Objectives: This study aims to investigate the pathogen-detected effect and clinical therapy value of mNGS technologies in non-immunocompromised patients with severe pneumonia supported by vv-ECMO. Methods: The study retrospectively enrolled 50 non-immunocompromised patients with severe pneumonia supported by vv-ECMO from January 2016 to December 2022. Patients were categorized into two groups based on their discharge status: deterioration group (Group D) (n = 31) and improvement group (Group I) (n = 19). Baseline characteristics and clinical data were collected, including information on pathogens and antibiotic regimens. Results: Out of 50 ECMO patients enrolled, the group D had more male gender (80.6% vs. 52.6%, p < 0.05) , more smoking (54.8% vs. 21.1%, p < 0.05) and was older than group I (55.16±16.34 years vs. 42.32±19.65 years, p < 0.05). 64 samples underwent mNGS detection with 55 (85.9%) testing positive, 83.7%(36/43) in group D, 90.5%(19/21) in group I. Additionally, the positive rate of traditional culture was 64.9% (74/114).
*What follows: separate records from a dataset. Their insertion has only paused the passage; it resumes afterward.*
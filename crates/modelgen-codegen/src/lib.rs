//! Mongoose model and GraphQL schema generation from entity descriptions.
//!
//! `modelgen-codegen` compiles JSON entity descriptions into a typed IR and
//! renders that IR as two JavaScript modules per entity: a Mongoose model and
//! a GraphQL object/input type pair with CRUD operations.
//!
//! # Architecture
//!
//! ```text
//! Description          IR                       Output
//! ────────────     ─────────────────        ──────────────────
//! {"name":         ┌─> StorageModel ────────> models/<E>.js
//!  "String!"} ─────┤   (storage.rs)
//!                  └─> ApiModel ─────┬──────> schema/<E>.js
//!                      (api.rs)      └──────> schema/index.js (queries + mutations)
//! ```
//!
//! Every field passes through the binder ([`bind`]), which maps a type tag
//! (`["@"] Name ["!"]`) to concrete storage and API type expressions against
//! statically declared registries ([`tag`]). Unknown tags are hard errors,
//! never silently treated as references.
//!
//! # Example
//!
//! ```
//! use std::collections::BTreeSet;
//! use modelgen_codegen::{Description, compile_storage, emit};
//!
//! let desc: Description = serde_json::from_str(
//!     r#"{ "name": "String!", "email": "@String!", "password": "PasswordHash" }"#,
//! ).unwrap();
//!
//! let known: BTreeSet<String> = ["User".to_string()].into();
//! let storage = compile_storage("User", &desc, &known).unwrap();
//! let js = emit::emit_model("User", &storage);
//! assert!(js.contains("new Mongoose.Schema"));
//! ```

pub mod api;
pub mod bind;
pub mod description;
pub mod emit;
pub mod ir;
pub mod storage;
pub mod tag;

pub use api::compile_api;
pub use bind::{CompileError, bind_api, bind_storage};
pub use description::{Description, FieldDecl};
pub use ir::{ApiModel, StorageModel};
pub use storage::compile_storage;
pub use tag::TypeTag;

/// Embedded structures deeper than this are rejected. Descriptions are finite
/// JSON trees, so the guard only trips on pathological nesting.
pub const MAX_EMBED_DEPTH: usize = 32;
Out of 54 samples tested with both culture and mNGS, 23 (42.6%) had consistent pathogen identification, 13 (24.1%) were partially consistent, and 18 (33.3%) were completely inconsistent. Among the inconsistent ones, 14 (77.8%) were negative for culture while two each (11.1%) were negative for mNGS or mismatched. However, mNGS detected more pathogens and strains than traditional culture (65 strains vs. 23 strains), including 56 in group D, 26 in group I and 17 overlapping strains. The most frequently detected pathogens by mNGS were Klebsiella Pneumoniae, Cytomegalovirus, and Acinetobacter baumannii. A variety of G+ bacteria, fungi, viruses, and specific pathogens were detected only in group D, while Acinetobacter baumannii, Pseudomonas aeruginosa, and Klebsiella pneumoniae were higher in group D than in group I. mNGS led to the antibiotic treatment adjustment in 26 patients (52.0%) . Conclusions: mNGS has a distinct advantage in detecting mixed pathogens and guiding personalized antibiotic treatment for non-immunocompromised patients with severe pneumonia supported by vv-ECMO, which may help alleviate the issues of excessive antibiotic use, antimicrobial resistance, and misuse of medical resources.